L’exposition “En classe !”, est visible aux Archives départementales du Gard du mardi 19 septembre 2023 au vendredi 31 mai 2024 (avec une fermeture la dernière semaine de décembre); elle propose gracieusement à ses visiteurs son catalogue d’exposition. Les documents présentés sont tous évidemment authentiques à l’exception d’un seul, à savoir le bonnet d’âne (ici reconstitué par pliage). Un visiteur a laissé comme témoignage, sur le livre d’or de l’exposition, qu’il avait personnellement subi cette punition dans les années soixante (sic). Non présenté iici, dans le même ordre d’idée humiliante, ceci dû aux difficultés d’écriture au porte-plume, il y avait l’élève qui faisait le tour des classes avec son cahier, ouvert à la page "cochonnée", attaché dans le dos.

 

Le Gard a joué un rôle de pionnier dans l’ouverture des Écoles normales avec la fondation à Nîmes de ce type d’établissement rue du Four-à-Chaux en 1831, soit deux ans avant que la loi Guizot n’oblige chaque département à avoir une École normale de garçons à créer individuellement ou conjointement avec un département voisin. L’établissement nîmois sera transféré rue de Sauve en 1856, puis rue Vincent Faïta en 1869. Ces derniers locaux servent actuellement à l’Institut national supérieur du professorat et de l’éducation (INSPE) qui remplit la même mission que les Écoles normales, en élargissant toutefois sa formation aux enseignants du secondaire.

 

Les documents proposés dans l’exposition sont remarquables et certains d’entre eux sont heureusement repris dans le catalogue. Les discours à partie de ceux-ci sont fort intéressants. Il est fort judicieux d’évoquer les écoles primaires sous l’Ancien régime et c’est l’occasion page 11 de mettre en évidence que les maîtres et maîtresses sont alors nommés "régent" ou "régente"; Ernest Pérochon écrit d’ailleurs dans son ouvrage L'instituteur au début du XXe siècle qu’il était appelé ainsi avant 1914. Dans un département marqué par une rivalité entre protestants et catholiques, il était évident (et il l’est fait) de rappeler que le développement des écoles en France est une conséquence du fait que le concile de Trente entend contenir les poussées des parpaillots qui eux désiraient permettre à tout un chacun de lire Le Nouveau Testament dans sa langue maternelle.

 

Même si aucun document spécifiquement gardois ne pouvait l’illustrer, pour la monarchie capétienne une mention des Frères des écoles chrétiennes aurait été bienvenue. Ceci d’autant qu’en 1754, les Frères des Écoles Chrétiennes ouvrent localement leurs premières classes dans le presbytère de la Cathédrale de Nîmes et qu’à la veille de la Révolution celle qui allait devenir la préfecture du Gard compte trois écoles gérées par ces derniers.

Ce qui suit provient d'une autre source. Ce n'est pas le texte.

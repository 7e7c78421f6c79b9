// Copyright (c) 2026 Robert L. Snyder, Sierra Vista, AZ
// Licensed under the MIT License. See LICENSE file in the project root for details.

//! Performance benchmarks for the scale trainer
//!
//! Run with: cargo bench
//!
//! These benchmarks measure:
//! - Scale generation and membership checks
//! - Note token parsing
//! - MIDI parsing
//! - Keyboard layout and hit-testing
//! - Synth rendering

use std::time::{Duration, Instant};

use criterion::{black_box, criterion_group, criterion_main, BenchmarkId, Criterion};
use ratatui::layout::Rect;

use scale_trainer::audio::{Synth, Waveform};
use scale_trainer::midi::MidiMessage;
use scale_trainer::music::{
    get_scale_notes, is_note_in_scale, normalize, note_to_index, KeySignature, NoteToken,
    PitchClass, ScaleQuality,
};
use scale_trainer::practice::{PracticeSession, PracticeSettings};
use scale_trainer::ui::{key_at, layout_keys};

/// Benchmark scale generation for every key
fn bench_scale_generation(c: &mut Criterion) {
    c.bench_function("all_24_scales", |b| {
        b.iter(|| {
            for tonic in PitchClass::ALL {
                for quality in ScaleQuality::ALL {
                    black_box(get_scale_notes(&KeySignature::new(tonic, quality)).ok());
                }
            }
        })
    });
}

/// Benchmark the membership predicate (run on every key press)
fn bench_membership(c: &mut Criterion) {
    let scale = get_scale_notes(&KeySignature::new(PitchClass::F, ScaleQuality::Major))
        .unwrap_or_default();
    let tokens = ["C3", "Bb4", "A#4", "F##3", "E5", "junk"];

    let mut group = c.benchmark_group("membership");
    for token in tokens {
        group.bench_with_input(BenchmarkId::from_parameter(token), &token, |b, token| {
            b.iter(|| black_box(is_note_in_scale(black_box(token), &scale)))
        });
    }
    group.finish();
}

/// Benchmark spelling normalization and token parsing
fn bench_note_parsing(c: &mut Criterion) {
    let spellings = ["C", "Bb", "E#", "F##", "Cb", "G#"];
    c.bench_function("normalize", |b| {
        b.iter(|| {
            for s in spellings {
                black_box(normalize(black_box(s)));
            }
        })
    });

    c.bench_function("parse_note_token", |b| {
        b.iter(|| black_box("Db4".parse::<NoteToken>().ok()))
    });

    c.bench_function("note_to_index", |b| {
        b.iter(|| black_box(note_to_index(black_box("G#3"))))
    });
}

/// Benchmark MIDI message parsing
fn bench_midi_parsing(c: &mut Criterion) {
    let messages: Vec<[u8; 3]> = vec![
        [0x90, 60, 100],
        [0x80, 60, 0],
        [0x90, 64, 0],
        [0xB0, 7, 127],
    ];

    c.bench_function("midi_parse", |b| {
        b.iter(|| {
            for msg in &messages {
                let parsed = MidiMessage::parse(black_box(msg));
                black_box(parsed.and_then(|m| m.note_token()));
            }
        })
    });
}

/// Benchmark keyboard layout and mouse hit-testing
fn bench_keyboard_layout(c: &mut Criterion) {
    let area = Rect::new(1, 10, 118, 20);

    c.bench_function("layout_keys", |b| {
        b.iter(|| black_box(layout_keys(black_box(area)).len()))
    });

    c.bench_function("key_at", |b| {
        b.iter(|| black_box(key_at(area, black_box(40), black_box(12))))
    });
}

/// Benchmark a full practice pass over one scale
fn bench_practice_session(c: &mut Criterion) {
    let notes: Vec<NoteToken> = ["C3", "D3", "E3", "F3", "G3", "A3", "B3"]
        .iter()
        .filter_map(|s| s.parse().ok())
        .collect();

    c.bench_function("complete_scale", |b| {
        b.iter(|| {
            let Ok(mut session) = PracticeSession::new(PracticeSettings::default()) else {
                return;
            };
            let now = Instant::now();
            for note in &notes {
                black_box(session.press(*note, now));
            }
        })
    });
}

/// Benchmark synth rendering (must keep up with the audio callback)
fn bench_synth_render(c: &mut Criterion) {
    let mut group = c.benchmark_group("synth_render");

    for voices in [1usize, 4, 16].iter() {
        group.bench_with_input(BenchmarkId::new("voices", voices), voices, |b, &voices| {
            let mut buffer = vec![0.0f32; 1024];
            b.iter_batched(
                || {
                    let mut synth = Synth::new(44100);
                    for i in 0..voices {
                        synth.trigger(
                            220.0 + i as f32 * 30.0,
                            Waveform::Piano,
                            Duration::from_millis(250),
                            Duration::ZERO,
                        );
                    }
                    synth
                },
                |mut synth| {
                    buffer.fill(0.0);
                    synth.render(&mut buffer, 2);
                    black_box(buffer[0])
                },
                criterion::BatchSize::SmallInput,
            )
        });
    }
    group.finish();
}

criterion_group!(
    benches,
    bench_scale_generation,
    bench_membership,
    bench_note_parsing,
    bench_midi_parsing,
    bench_keyboard_layout,
    bench_practice_session,
    bench_synth_render,
);

criterion_main!(benches);
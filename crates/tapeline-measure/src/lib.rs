#![deny(missing_docs)]
#![doc = env!("CARGO_PKG_DESCRIPTION")]

/// Measurement session over placed markers.
pub mod session;

/// User-facing status strings and distance formatting.
pub mod status;

/// Display units and conversions.
pub mod units;

pub use session::{MeasureSession, Measurement, Placement, SessionState};
pub use status::{distance_text, SessionStatus, TrackingState};
pub use units::{Inches, Meters};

Refusant de prêter serment à la Constitution civile du clergé, ils ferment leurs établissements et ce n’est qu’en 1817 qu’ils reviennent à Nîmes car sollicités par le maire de la cité, à savoir le Marquis de Vallongue (personnage connu pour avoir mis fin dans cette ville aux exactions de la Terreur blanche qui visaient notamment les protestants). Après bien des vicissitudes, notre préfecture gardoise compte toujours un collège relevant de l’enseignement lasallien.

 

Pour mieux mettre en valeur l’effort de scolarisation qu’il fallut mener sous l’impulsion du Nîmois François Guizot, il aurait été souhaitable de préciser qu’au sortir du Premier Empire, le pourcentage de Français sachant lire a considérablement chuté par rapport aux chiffres de 1789. Nombre de jeunes hommes qui entendaient devenir régents sont partis sous les drapeaux et Napoléon ne souhaitait pas un peuple instruit. Le célèbre pédagogue suisse Pestalozzi, ayant demandé à l’empereur un rendez-vous pour sensibiliser celui-ci à la scolarisation, se fit répondre que le monarque n’avait pas de temps à consacrer à l’ABC.Sous la Restauration, portée par l’opposition libérale et laïque, on a le développement des écoles mutuelles; dans cette exposition, il y a malheureusement une impasse sur cet aspect. On trouvera sur le sujet un texte ”L'enjeu de l'école dans le Gard de la Révolution à la monarchie de Juillet” paru en 1994 dans Les Annales de la Révolution française, sous le plume de Anne-Marie Duport (chargée du Service éducatif des Archives du Gard de 1987 à 1998).

 

On apprécie le passage en revue des lois qui aboutirent progressivement à l’obligation scolaire puis à la sécularisation de l’enseignement: loi Guizot, loi Falloux, loi Duruy, lois Ferry, loi Goblet et lois Combes. Il est dommage de lire page 23 que la gratuité de la scolarisation est obtenue par l’action de Victor Duruy (ministre de Napoléon III), son caractère possible est  alors seulement renforcé. En effet les communes peuvent consacrer quatre au lieu de trois centimes (la loi Falloux introduisait cette dernière idée) pour payer les frais de scolarisation d’enfants indigents auprès de l’instituteur du ville (alors rétribué, pour une fraction, par ses élèves). Lorsque l’on se penche sur les courriers envoyés par les préfets dans les années 1870 pour inciter les communes afin d’utiliser cette possibilité, on peut voir qu’il y a refus de l’utiliser.

 

Toujours dans le même ordre d’idée, nous ajoutons personnellement qu’il faut savoir que c’est le décret-loi du 12 novembre 1938 qui crée des allocations familiales indépendantes du salaire et des entreprises. Avant cette date, la seule pression qui existe sur des parents qui scolarisent très épisodiquement leurs enfants est de les faire admonester par les gendarmes mais cela n’a pas de conséquences. On a des témoignages qui montrent qu’à la campagne, beaucoup ne vont en classe que de novembre à avril ou ne sont scolarisés que les deux ou trois premières années du primaire. À partir des années quarante, la menace de couper les allocations familiales a de l’effet et se traduit par une plus grande assiduité. Page 28, on signale la venue de Gaston Doumergue en 1913 pour inaugurer la nouvelle école de sa commune de naissance, en l'occurence Aigues-Vives. Il est alors ministre de l'Instruction publique et on sait qu'il sera ultérieurement le seul président de la République issu de la communauté protestante.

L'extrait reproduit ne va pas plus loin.